I have actually responded to an email or other written communication by asking for clarification. I do indeed have TMI (too much information) disease, but I’m learning to keep it brief. “What did you mean by that?” and then copying the sentence or question that I took wrong or in a negative way. Many times the person re-reads what they wrote and are appalled at how it came across to you. They re-word it, apologize, and you gain a better understanding of what they really meant.

I live in a family of very sarcastic people. We also text a lot. I have a family that is super thankful for unlimited data plans because we’d be homeless if we had to pay for every text kind of gratitude. Despite how much we communicate this way while apart…

SIDE NOTE: I’ll just slap you up side the head if you ever text me when we are standing next to each other.
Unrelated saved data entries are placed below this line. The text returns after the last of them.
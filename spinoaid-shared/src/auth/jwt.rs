/// Bearer token issuance and verification
///
/// Tokens are HS256-signed JWTs carrying three claims:
///
/// - `sub`: the user id
/// - `iat`: issued-at (Unix seconds)
/// - `exp`: expiry, `iat` + 24 hours
///
/// A [`TokenIssuer`] is built once from the configured secret and shared by
/// the login handlers and the auth gate. Verification checks the signature,
/// the algorithm and `now <= exp` with no leeway. There are no refresh tokens
/// and no revocation list: a token stays valid until it expires.
///
/// # Example
///
/// ```
/// use spinoaid_shared::auth::jwt::TokenIssuer;
/// use uuid::Uuid;
///
/// # fn example() -> Result<(), Box<dyn std::error::Error>> {
/// let issuer = TokenIssuer::new("a-long-random-secret-from-the-environment");
/// let user_id = Uuid::new_v4();
///
/// let token = issuer.issue(user_id)?;
/// let claims = issuer.verify(&token)?;
/// assert_eq!(claims.sub, user_id);
/// # Ok(())
/// # }
/// ```

use chrono::{Duration, Utc};
use jsonwebtoken::{decode, encode, Algorithm, DecodingKey, EncodingKey, Header, Validation};
use serde::{Deserialize, Serialize};
use uuid::Uuid;

/// Signing algorithm
pub const ALGORITHM: Algorithm = Algorithm::HS256;

/// Lifetime of an issued token
pub fn token_lifetime() -> Duration {
    Duration::hours(24)
}

/// Error type for token operations
#[derive(Debug, thiserror::Error)]
pub enum JwtError {
    /// Encoding failed
    #[error("Failed to create token: {0}")]
    CreateError(String),

    /// The token is past its `exp`
    #[error("Token has expired")]
    Expired,

    /// Bad signature, wrong algorithm, or not a JWT at all
    #[error("Invalid token: {0}")]
    Invalid(String),
}

/// Token claims
#[derive(Debug, Clone, PartialEq, Eq, Serialize, Deserialize)]
pub struct Claims {
    /// Subject: the user id
    pub sub: Uuid,

    /// Issued at (Unix timestamp)
    pub iat: i64,

    /// Expiration time (Unix timestamp)
    pub exp: i64,
}

impl Claims {
    /// Claims for `user_id` expiring after the standard lifetime
    pub fn new(user_id: Uuid) -> Self {
        Self::with_expiration(user_id, token_lifetime())
    }

    /// Claims with a custom lifetime (negative values produce expired claims)
    pub fn with_expiration(user_id: Uuid, expires_in: Duration) -> Self {
        let now = Utc::now();

        Self {
            sub: user_id,
            iat: now.timestamp(),
            exp: (now + expires_in).timestamp(),
        }
    }

    /// Checks expiry against the local clock
    pub fn is_expired(&self) -> bool {
        Utc::now().timestamp() > self.exp
    }
}

/// Issues and verifies tokens with one process-wide secret
#[derive(Clone)]
pub struct TokenIssuer {
    encoding: EncodingKey,
    decoding: DecodingKey,
    validation: Validation,
}

impl TokenIssuer {
    /// Builds an issuer for the given HMAC secret
    pub fn new(secret: &str) -> Self {
        let mut validation = Validation::new(ALGORITHM);
        validation.leeway = 0;
        validation.validate_exp = true;
        validation.set_required_spec_claims(&["exp", "sub"]);

        Self {
            encoding: EncodingKey::from_secret(secret.as_bytes()),
            decoding: DecodingKey::from_secret(secret.as_bytes()),
            validation,
        }
    }

    /// Issues a token for `user_id`
    pub fn issue(&self, user_id: Uuid) -> Result<String, JwtError> {
        self.sign(&Claims::new(user_id))
    }

    /// Signs arbitrary claims
    pub fn sign(&self, claims: &Claims) -> Result<String, JwtError> {
        encode(&Header::new(ALGORITHM), claims, &self.encoding)
            .map_err(|e| JwtError::CreateError(e.to_string()))
    }

    /// Verifies a token and returns its claims
    pub fn verify(&self, token: &str) -> Result<Claims, JwtError> {
        decode::<Claims>(token, &self.decoding, &self.validation)
            .map(|data| data.claims)
            .map_err(|e| match e.kind() {
                jsonwebtoken::errors::ErrorKind::ExpiredSignature => JwtError::Expired,
                _ => JwtError::Invalid(e.to_string()),
            })
    }
}
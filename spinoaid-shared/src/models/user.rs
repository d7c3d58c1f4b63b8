/// User accounts
///
/// Stored in the `users` collection. Emails are unique (enforced by a unique
/// index, see [`crate::models::ensure_indexes`]) and compared
/// case-insensitively: they are trimmed and lowercased before every write and
/// lookup.
///
/// # Example
///
/// ```
/// use spinoaid_shared::models::user::{CreateUser, User};
/// use spinoaid_shared::store::MemoryStore;
///
/// # async fn example() -> Result<(), Box<dyn std::error::Error>> {
/// let store = MemoryStore::new();
///
/// let user = User::create(
///     &store,
///     CreateUser {
///         name: "Dr. Okafor".to_string(),
///         email: "Okafor@Clinic.test".to_string(),
///         password_hash: "$argon2id$...".to_string(),
///     },
/// )
/// .await?;
///
/// let found = User::find_by_email(&store, "okafor@clinic.test").await?;
/// assert_eq!(found.map(|u| u.id), Some(user.id));
/// # Ok(())
/// # }
/// ```

use chrono::{DateTime, Utc};
use serde::{Deserialize, Serialize};
use uuid::Uuid;

use crate::store::{
    from_document, to_document, DocumentStore, Filter, FindOptions, StoreResult, ID_FIELD,
};

/// User model
#[derive(Debug, Clone, PartialEq, Serialize, Deserialize)]
pub struct User {
    /// Unique user ID (UUID v4)
    pub id: Uuid,

    /// Display name
    pub name: String,

    /// Normalized email address
    pub email: String,

    /// Argon2id PHC string, never the plaintext
    pub password_hash: String,

    /// When the account was created
    pub created_at: DateTime<Utc>,
}

/// Input for creating a user
#[derive(Debug, Clone)]
pub struct CreateUser {
    pub name: String,
    pub email: String,
    pub password_hash: String,
}

/// Canonical form used for storage and lookup
pub fn normalize_email(email: &str) -> String {
    email.trim().to_lowercase()
}

impl User {
    /// Collection name
    pub const COLLECTION: &'static str = "users";

    /// Inserts a new user
    ///
    /// # Errors
    ///
    /// `StoreError::Duplicate` on the `email` field if the address is taken.
    pub async fn create(store: &dyn DocumentStore, data: CreateUser) -> StoreResult<Self> {
        let user = User {
            id: Uuid::new_v4(),
            name: data.name,
            email: normalize_email(&data.email),
            password_hash: data.password_hash,
            created_at: Utc::now(),
        };

        store.insert(Self::COLLECTION, to_document(&user)?).await?;
        tracing::debug!(user_id = %user.id, "created user");

        Ok(user)
    }

    /// Finds a user by ID
    pub async fn find_by_id(store: &dyn DocumentStore, id: Uuid) -> StoreResult<Option<Self>> {
        let filter = Filter::new().eq(ID_FIELD, id.to_string());
        Self::find_one(store, &filter).await
    }

    /// Finds a user by email, ignoring case and surrounding whitespace
    pub async fn find_by_email(
        store: &dyn DocumentStore,
        email: &str,
    ) -> StoreResult<Option<Self>> {
        let filter = Filter::new().eq("email", normalize_email(email));
        Self::find_one(store, &filter).await
    }

    async fn find_one(store: &dyn DocumentStore, filter: &Filter) -> StoreResult<Option<Self>> {
        store
            .find_one(Self::COLLECTION, filter, FindOptions::default())
            .await?
            .map(from_document::<Self>)
            .transpose()
    }
}

#[cfg(test)]
mod tests {
    use super::*;
    use crate::store::{MemoryStore, MockStore};

    fn new_user(email: &str) -> CreateUser {
        CreateUser {
            name: "Test User".to_string(),
            email: email.to_string(),
            password_hash: "$argon2id$v=19$placeholder".to_string(),
        }
    }

    #[test]
    fn test_normalize_email() {
        assert_eq!(normalize_email("  Ana@Example.COM "), "ana@example.com");
    }

    #[tokio::test]
    async fn test_create_and_find() {
        let store = MemoryStore::new();
        let user = User::create(&store, new_user("ana@example.com")).await.unwrap();

        let by_id = User::find_by_id(&store, user.id).await.unwrap();
        assert_eq!(by_id.as_ref(), Some(&user));

        let by_email = User::find_by_email(&store, "ANA@example.com").await.unwrap();
        assert_eq!(by_email, Some(user));

        assert!(User::find_by_id(&store, Uuid::new_v4()).await.unwrap().is_none());
    }

    #[tokio::test]
    async fn test_duplicate_email_rejected_by_index() {
        let store = MemoryStore::new();
        crate::models::ensure_indexes(&store).await.unwrap();

        User::create(&store, new_user("dup@example.com")).await.unwrap();
        let err = User::create(&store, new_user("Dup@Example.com")).await.unwrap_err();

        assert!(err.is_duplicate_of("email"));
    }

    #[tokio::test]
    async fn test_mock_store_never_finds_users() {
        let user = User::create(&MockStore, new_user("ghost@example.com")).await.unwrap();
        assert!(User::find_by_id(&MockStore, user.id).await.unwrap().is_none());
    }
}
… sometimes I can’t accurately interpret the meaning when I can’t see their faces. I’ve learned in face-to-face communications that a certain twinkle in the eye, quirk of the lips, or tension from suppressed laughter, means that the family member is being sarcastic.

So I put the gun down.

In texting or email I don’t get that. My usual response?

“Ummm. what?” (Took me a long time to teach auto-correct that for ME, ummm, is really a word).

This allows my family member to repeat in a more direct way. “Say what you mean. Mean what you say” is morphed into “Text what you mean. Mean what you text”. Hey… it works for us!


What happens when you are flat out misunderstood though? You meant well, but someone jumped to the wrong conclusion. They are mad. They took it wrong. You are shaking your head and silently recording into your thinker, “Note to self: Never try to help so-and-so again”. Before you hit SAVE, try giving the person a chance to understand what you REALLY meant by helping, or by what you said.

I have actually said something along the lines of:

I tried to help and only meant to encourage you. You took what I said wrong and that grieves me. I wish you could see my heart and know how I meant for this to be taken. I know you’re mad. I’d like to work this out. Let me know if we can discuss this further.

Nope. It isn’t a guarantee you will make things right. Offering that olive branch may mean that the person grabs it up and smacks you on the head with it. But hey! Who did the right thing? Pop an olive in your mouth, puff that chest out, and walk away with the kind of swagger only those who know they did their part in communicating WELL can do.

Sometimes I wish we were all dogs. I’d always know you meant well if your tail was wagging.